EDPB Guidelines 05/2021 on the Interplay between the application of Article 3 and the provisions on international transfers as per Chapter V of the GDPR
Adopted on 18 November 2021
(e.g. MedTech comments at https://www.medtecheurope.org/resource-library/response-to-the-european-data-protection-board-consultation-on-the-guidelines-05-2021-on-the-interplay-between-article-3-and-the-provisions-on-international-transfers-as-per-chapter-v-of-the-gdpr/ )
Example 3: Processor in the EU sends data back to its controller in a third country
XYZ Inc., a controller without an EU establishment, sends personal data of its employees/customers, all of them non-EU residents, to the processor ABC Ltd. for processing in the EU, on behalf of XYZ. ABC re-transmits the data to XYZ. The processing performed by ABC, the processor, is covered by the GDPR for processor specific obligations pursuant to Article 3(1), since ABC is established in the EU. Since XYZ is a controller in a third country, the disclosure of data from ABC to XYZ is regarded as a transfer of personal data and therefore Chapter V applies.
Example 5: Employee of a controller in the EU travels to a third country on a business trip
George, employee of A, a company based in Poland, travels to India for a meeting. During his stay in India, George turns on his computer and accesses remotely personal data on his company’s databases to finish a memo. This remote access of personal data from a third country, does not qualify as a transfer of personal data, since George is not another controller, but an employee, and thus an integral part of the controller (company A). Therefore, the disclosure is carried out within the same controller (A). The processing, including the remote access and the processing activities carried out by George after the access, are performed by the Polish company, i.e. a controller established in the Union subject to Article 3(1) of the GDPR.
Example 6: A subsidiary (controller) in the EU shares data with its parent company (processor) in a third country
The Irish Company A, which is a subsidiary of the U.S. parent Company B, discloses personal data of its employees to Company B to be stored in a centralized HR database by the parent company in the U.S. In this case the Irish Company A processes (and discloses) the data in its capacity of employer and hence as a controller, while the parent company is a processor. Company A is subject to the GDPR pursuant to Article 3(1) for this processing and Company B is situated in a third country. The disclosure therefore qualifies as a transfer to a third country within the meaning of Chapter V of the GDPR.

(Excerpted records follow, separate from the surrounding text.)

//! Feature loading through the registry and an in-memory store

use chrono::NaiveDate;
use eis_core::{EntityId, TargetUnit, Value};
use eis_runtime::{
    BackingStore, FeatureLoader, FeatureRegistry, MemoryStore, QueryResult, RuntimeError,
};
use std::sync::Arc;

fn date(y: i32, m: u32, d: u32) -> NaiveDate {
    NaiveDate::from_ymd_opt(y, m, d).unwrap()
}

fn loader(store: MemoryStore) -> FeatureLoader {
    let store: Arc<dyn BackingStore> = Arc::new(store);
    FeatureLoader::new(store, FeatureRegistry::default())
}

#[tokio::test]
async fn test_duplicate_rows_collapse_to_first() {
    let store = MemoryStore::new().with_response(
        "avg(weight_int)",
        QueryResult::from_rows(
            &["newid", "avg_weight", "avg_height_inches"],
            vec![
                vec!["E1".into(), 180.0.into(), 70.0.into()],
                vec!["E2".into(), 150.0.into(), 64.0.into()],
                vec!["E1".into(), 999.0.into(), 99.0.into()],
                vec![Value::Null, 1.0.into(), 1.0.into()],
            ],
        ),
    );

    let (frame, names) = loader(store)
        .load("height_weight", date(2016, 1, 1))
        .await
        .unwrap();

    assert_eq!(names, vec!["weight", "height"]);
    assert_eq!(frame.len(), 2);
    assert_eq!(
        frame.get(&EntityId::from("E1")),
        Some(&[Some(180.0), Some(70.0)][..])
    );
}

#[tokio::test]
async fn test_categorical_feature_is_expanded() {
    let store = MemoryStore::new().with_response(
        "empl_race_cleaned",
        QueryResult::from_rows(
            &["newid", "race"],
            vec![
                vec!["E1".into(), "W".into()],
                vec!["E2".into(), "B".into()],
                vec!["E3".into(), "A".into()],
                vec!["E1".into(), "B".into()],
            ],
        ),
    );

    let (frame, names) = loader(store).load("race", date(2016, 1, 1)).await.unwrap();

    assert_eq!(names, vec!["is_w", "is_b", "is_a"]);
    assert_eq!(frame.columns(), names.as_slice());
    assert_eq!(
        frame.get(&EntityId::from("E1")),
        Some(&[Some(1.0), Some(0.0), Some(0.0)][..])
    );
}

#[tokio::test]
async fn test_series_feature_is_flattened() {
    let store = MemoryStore::new().with_response(
        "as fi_timeseries",
        QueryResult::from_rows(
            &["newid", "fi_timeseries"],
            vec![vec!["E1".into(), Value::from(vec![0i64, 1, 0, 2, 0, 0, 3, 1, 4])]],
        ),
    );

    let (frame, names) = loader(store)
        .load("fi_timeseries", date(2016, 1, 1))
        .await
        .unwrap();

    assert_eq!(names.len(), 9);
    assert_eq!(names[0], "fi_timeseries_0");
    assert_eq!(names[8], "fi_timeseries_8");
    let row = frame.get(&EntityId::from("E1")).unwrap();
    assert_eq!(row[8], Some(4.0));
}

#[tokio::test]
async fn test_missing_alias_is_a_query_error() {
    let store = MemoryStore::new().with_response(
        "avg(weight_int)",
        QueryResult::from_rows(&["newid", "weight"], vec![vec!["E1".into(), 180.0.into()]]),
    );

    let err = loader(store)
        .load("height_weight", date(2016, 1, 1))
        .await
        .unwrap_err();
    assert!(matches!(err.root_cause(), RuntimeError::QueryExecution { .. }));
}

#[tokio::test]
async fn test_text_in_numeric_feature_is_type_error() {
    let store = MemoryStore::new().with_response(
        "as yrs_experience",
        QueryResult::from_rows(
            &["newid", "yrs_experience"],
            vec![vec!["E1".into(), "ten".into()]],
        ),
    );

    let err = loader(store)
        .load("years_experience", date(2016, 1, 1))
        .await
        .unwrap_err();
    assert!(matches!(err.root_cause(), RuntimeError::TypeError(_)));
}

#[tokio::test]
async fn test_dispatch_unit_is_rejected_without_querying() {
    let store = Arc::new(MemoryStore::new());
    let shared: Arc<dyn BackingStore> = store.clone();
    let loader = FeatureLoader::new(shared, FeatureRegistry::default()).with_unit(TargetUnit::Dispatch);

    let err = loader.load("race", date(2016, 1, 1)).await.unwrap_err();
    assert!(matches!(err, RuntimeError::UnsupportedUnit { .. }));
    assert!(store.executed_queries().await.is_empty());
}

Example 7: Processor in the EU sends data back to its controller in a third country
Company A, a controller without an EU establishment, offers goods and services to the EU market. The French company B, is processing personal data on behalf of company A. B re-transmits the data to A. The processing performed by the processor B is covered by the GDPR for processor specific obligations pursuant to Article 3(1), since it takes place in the context of the activities of its establishment in the EU. The processing performed by A is also covered by the GDPR, since Article 3(2) applies to A. However, since A is in a third country, the disclosure of data from B to A is regarded as a transfer to a third country and therefore Chapter V applies.